Abstract 5430: Obstructive Sleep Apnoea Exacerbates Muscular Sympathetic Nervous Activity in Patients with Metabolic Syndrome
Obstructive sleep apnoea (OSA) and metabolic syndrome (MetS) independently increases muscular sympathetic nervous activity (MSNA). Unknown is whether OSA has an additive effect on MSNA in patients with MetS. We tested the hypothesis that: OSA would have an additive effect on MSNA in patients with MetS. In addition, we studied whether the increase in MSNA in patients with MetS is associated with alteration in arterial baroreflex sensitivity (BRS).
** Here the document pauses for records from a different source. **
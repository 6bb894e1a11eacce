/// One embedded SQL migration
pub struct Migration {
    pub id: &'static str,
    pub sql: &'static str,
}

/// Oldest first; ids are never reused or reordered
pub const MIGRATIONS: &[Migration] = &[Migration {
    id: "001_initial_schema",
    sql: include_str!("../../migrations/001_initial_schema.sql"),
}];
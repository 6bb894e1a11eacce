//! Archive import command

use std::path::PathBuf;

use clap::Args;
use markbook_core::logging_facility::init;
use markbook_core::{ExError, ImportSummary, NoopReplicator, OverwrittenPolicy, Replicator, RequiredFileSet};
use markbook_engine::{
    apply_engine_command, AppConfig, EngineCommand, EngineCommandResult, ImportContext,
    ImportRequest, ReplicationQueue,
};
use markbook_ingest::ImportFormat;
use markbook_store::mirror::build_provider;
use markbook_store::{db, BookLayout, PdfInfoPageCounter, Sha256Hasher};

#[derive(Debug, Args)]
pub struct ImportArgs {
    /// Task (assignment) name; created on first import
    #[arg(long)]
    pub task: String,

    /// Submission archive (zip, tar or tar.gz)
    #[arg(long)]
    pub archive: PathBuf,

    /// Comma-separated required file names, e.g. a.pdf,b.txt
    #[arg(long)]
    pub files: String,

    /// Archive layout: log, tar, folder or single
    #[arg(long, default_value = "log")]
    pub format: ImportFormat,

    /// Config file (defaults to $MARKBOOK_CONFIG, then ./markbook.toml)
    #[arg(long)]
    pub config: Option<PathBuf>,

    #[arg(long)]
    pub db: Option<PathBuf>,

    /// Book storage root
    #[arg(long)]
    pub data: Option<PathBuf>,

    /// Overwritten-archive policy: compact or audit
    #[arg(long)]
    pub overwritten: Option<OverwrittenPolicy>,
}

/// Run the import; `Ok(false)` means the batch finished with failures
pub fn execute(args: ImportArgs) -> Result<bool, ExError> {
    let mut config = AppConfig::load(args.config.as_deref())?;
    if let Some(db_path) = args.db {
        config.db_path = db_path;
    }
    if let Some(data) = args.data {
        config.data_folder = data;
    }
    if let Some(policy) = args.overwritten {
        config.import.overwritten_policy = policy;
    }
    init(config.log_profile);

    let required = RequiredFileSet::parse_csv(&args.files)?;
    let mut conn = db::open_and_migrate(&config.db_path)?;
    let layout = BookLayout::new(&config.data_folder);
    let counter = PdfInfoPageCounter::new(&config.pdfinfo);

    let queue = config
        .mirror
        .clone()
        .map(|mirror| ReplicationQueue::start(build_provider(mirror), &config.data_folder));
    let replicator: &dyn Replicator = match &queue {
        Some(queue) => queue,
        None => &NoopReplicator,
    };

    let ctx = ImportContext {
        layout: &layout,
        policy: &config.import,
        hasher: &Sha256Hasher,
        counter: &counter,
        replicator,
        scratch_parent: config.scratch_dir.clone(),
    };
    let cmd = EngineCommand::ImportArchive(ImportRequest {
        task: args.task,
        archive: args.archive,
        required,
        format: args.format,
    });
    let result = apply_engine_command(cmd, &mut conn, &ctx);

    if let Some(queue) = queue {
        let stats = queue.shutdown();
        println!("replicated: {} ({} failed)", stats.uploaded, stats.failed);
    }

    let EngineCommandResult::ImportArchive(summary) = result?;
    print_summary(&summary);
    Ok(summary.is_complete())
}

fn print_summary(summary: &ImportSummary) {
    println!("request: {}", summary.request_id);
    println!("created: {}", summary.created);
    println!("updated: {}", summary.updated);
    println!("skipped: {}", summary.skipped);
    println!("copied: {}", summary.copied);

    for warning in &summary.warnings {
        println!("warning: {}", warning);
    }
    for failure in &summary.failures {
        let err = failure.to_ex_error();
        println!("failed: {} [{}] {}", failure.student_id, err.code(), err);
        if let Some(detail) = err.detail() {
            println!("  {}", detail);
        }
    }
    for copy in &summary.copy_failures {
        println!(
            "copy failed: {} book {} {}: {}",
            copy.student_id, copy.book_id, copy.file_path, copy.reason
        );
    }
}
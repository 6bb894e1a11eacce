//! The importer capability and format selection

use std::path::{Path, PathBuf};
use std::str::FromStr;

use markbook_core::errors::ImportError;
use markbook_core::{ImportPolicy, ImportWarning, RequiredFileSet, StudentSubmission};

use crate::folder_timestamp::FolderTimestampImporter;
use crate::log_versioned::LogVersionedImporter;
use crate::single_file::SingleFileImporter;
use crate::tar_heuristic::TarHeuristicImporter;

/// Lazy per-student results; each item does that student's extraction
pub type StudentStream = Box<dyn Iterator<Item = Result<StudentSubmission, ImportError>>>;

/// Result of locating the student folders in an unpacked archive
pub struct Scan {
    pub root: PathBuf,
    /// Run-level notices found while listing student folders
    pub warnings: Vec<ImportWarning>,
    pub students: StudentStream,
}

pub trait SubmissionImporter {
    fn format(&self) -> ImportFormat;

    /// Locate student folders under `unpacked` and return a lazy stream
    ///
    /// Extracted files go under per-student subdirectories of `scratch`.
    ///
    /// # Errors
    ///
    /// Run-level errors only (`FormatDiscovery`, `UnsupportedLayout`,
    /// `Io`); per-student errors are items of the stream.
    fn scan(&self, unpacked: &Path, scratch: &Path) -> Result<Scan, ImportError>;
}

#[derive(Debug, Clone, Copy, PartialEq, Eq, Default)]
pub enum ImportFormat {
    /// Submission log plus default and numbered tars
    #[default]
    LogVersioned,
    /// Default and numbered tars without a usable log
    TarHeuristic,
    /// `submissions/<student>/<timestamp>/<files>`
    FolderTimestamp,
    /// One recognised document per student folder
    SingleFile,
}

impl ImportFormat {
    pub fn as_str(&self) -> &'static str {
        match self {
            ImportFormat::LogVersioned => "log",
            ImportFormat::TarHeuristic => "tar",
            ImportFormat::FolderTimestamp => "folder",
            ImportFormat::SingleFile => "single",
        }
    }

    /// Build the importer for this format
    ///
    /// # Errors
    ///
    /// `InvalidRequiredFiles` if the single-file format is given anything
    /// but exactly one required name.
    pub fn importer(
        self,
        required: RequiredFileSet,
        policy: ImportPolicy,
    ) -> Result<Box<dyn SubmissionImporter>, ImportError> {
        Ok(match self {
            ImportFormat::LogVersioned => Box::new(LogVersionedImporter::new(required, policy)),
            ImportFormat::TarHeuristic => Box::new(TarHeuristicImporter::new(required)),
            ImportFormat::FolderTimestamp => Box::new(FolderTimestampImporter::new(required)),
            ImportFormat::SingleFile => Box::new(SingleFileImporter::new(required, policy)?),
        })
    }
}

impl std::fmt::Display for ImportFormat {
    fn fmt(&self, f: &mut std::fmt::Formatter<'_>) -> std::fmt::Result {
        f.write_str(self.as_str())
    }
}

impl FromStr for ImportFormat {
    type Err = String;

    fn from_str(s: &str) -> Result<Self, Self::Err> {
        match s.to_ascii_lowercase().as_str() {
            "log" | "give" | "log-versioned" => Ok(ImportFormat::LogVersioned),
            "tar" | "tar-heuristic" => Ok(ImportFormat::TarHeuristic),
            "folder" | "submit" | "folder-timestamp" => Ok(ImportFormat::FolderTimestamp),
            "single" | "single-file" => Ok(ImportFormat::SingleFile),
            other => Err(format!(
                "unknown format '{}' (expected log, tar, folder or single)",
                other
            )),
        }
    }
}

#[cfg(test)]
mod tests {
    use super::*;

    #[test]
    fn test_format_names_round_trip() {
        for format in [
            ImportFormat::LogVersioned,
            ImportFormat::TarHeuristic,
            ImportFormat::FolderTimestamp,
            ImportFormat::SingleFile,
        ] {
            assert_eq!(format.as_str().parse::<ImportFormat>(), Ok(format));
        }
        assert!("csv".parse::<ImportFormat>().is_err());
    }

    #[test]
    fn test_single_file_needs_one_name() {
        let required = RequiredFileSet::parse_csv("a.pdf,b.pdf").unwrap();
        let err = ImportFormat::SingleFile
            .importer(required, ImportPolicy::default())
            .err()
            .unwrap();
        assert!(matches!(err, ImportError::InvalidRequiredFiles { .. }));
    }
}
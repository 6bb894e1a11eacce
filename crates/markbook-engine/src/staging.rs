//! Phase two of an import: physical copies and replication hand-off
//!
//! Copies run in queue order after every student has been applied. A
//! failed copy is reported and never rolls back the recorded book.

use std::path::PathBuf;

use markbook_core::{CopyFailure, PendingCopy, Replicator, StudentId};
use markbook_store::files::copy_atomic;
use markbook_store::BookLayout;

#[derive(Debug, Clone, PartialEq, Eq)]
pub struct StagedCopy {
    pub student_id: StudentId,
    pub book_id: i64,
    pub source: PathBuf,
    pub file_path: String,
}

#[derive(Debug, Clone, Default, PartialEq, Eq)]
pub struct CommitReport {
    pub copied: usize,
    pub failures: Vec<CopyFailure>,
}

#[derive(Debug, Default)]
pub struct Staging {
    copies: Vec<StagedCopy>,
}

impl Staging {
    pub fn new() -> Self {
        Self::default()
    }

    pub fn queue(&mut self, student_id: &StudentId, book_id: i64, copies: &[PendingCopy]) {
        self.copies.extend(copies.iter().map(|copy| StagedCopy {
            student_id: student_id.clone(),
            book_id,
            source: copy.source.clone(),
            file_path: copy.file_path.clone(),
        }));
    }

    pub fn len(&self) -> usize {
        self.copies.len()
    }

    pub fn is_empty(&self) -> bool {
        self.copies.is_empty()
    }

    /// Copy every queued file into its book directory, then replicate it
    pub fn commit(self, layout: &BookLayout, replicator: &dyn Replicator) -> CommitReport {
        let mut report = CommitReport::default();

        for copy in self.copies {
            let target = layout.file_path(copy.book_id, &copy.file_path);
            match copy_atomic(&copy.source, &target) {
                Ok(bytes) => {
                    tracing::debug!(
                        student_id = copy.student_id.as_str(),
                        book_id = copy.book_id,
                        file = copy.file_path.as_str(),
                        bytes,
                        "copied book file"
                    );
                    report.copied += 1;
                    replicator.replicate(
                        copy.book_id,
                        &layout.relative_path(copy.book_id, &copy.file_path),
                    );
                }
                Err(err) => {
                    tracing::error!(
                        student_id = copy.student_id.as_str(),
                        book_id = copy.book_id,
                        file = copy.file_path.as_str(),
                        err_code = err.code(),
                        "failed to copy book file: {}",
                        err
                    );
                    report.failures.push(CopyFailure {
                        student_id: copy.student_id,
                        book_id: copy.book_id,
                        file_path: copy.file_path,
                        reason: err.to_string(),
                    });
                }
            }
        }

        report
    }
}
Twenty four patients with MetS diagnosed according ATP-III were divided in two groups:
MetS+OSA (n=14) and
They were matched for age, body mass index, waist circumference, and metabolic profile: OSA was defined by an apnoea/hypopnoea index (AHI)>15 events/hour by polysonography. MSNA was recorded directly from the peroneal nerve using the technique of microneurography. Blood pressure (BP) was monitored on a beat-by-beat basis (Finapress) and heart rate by ECG. BRS was analyzed by spontaneous BP and heart rate fluctuations. AHI was higher (42±9 vs. 7±1 events/h, P=0.0001) and minimum oxygen saturation lower (77±2 vs. 87±1 %, P=0.001) in MetS+OSA patients. Patients MetS+OSA had higher MSNA (55±3 vs. 43±2 bursts/100 beats, P=0.01) and systolic BP (158±4 vs.144±3 mmHg, P=0.01) when compared with patients with MetS without OSA. Further analysis showed that AHI and minimum oxygen saturation have significant correlation with MSNA (r=0.65; P=0.001 and r=−0.48; P=0.017, respectively). Patients with MetS+OSA had lower BRS for increases (7.8±0.9 vs. 13.4 ± 1.4 msec/mmHg, P=0.01) and decreases (7.2±0.9 vs. 13.2 ± 2.0 msec/mmHg, P=0.03) in blood pressure than patients with MetS without OSA. MSNA significantly correlated with BRS during spontaneous increases in blood pressure (r=−0.56, P=0.01). OSA exacerbates MSNA in patients with MetS. In addition, the augmented MSNA in patients with MetS+OSA is associated with reduced BRS. These findings suggest that OSA increases the risk for cardiovascular disease in patients with MetS.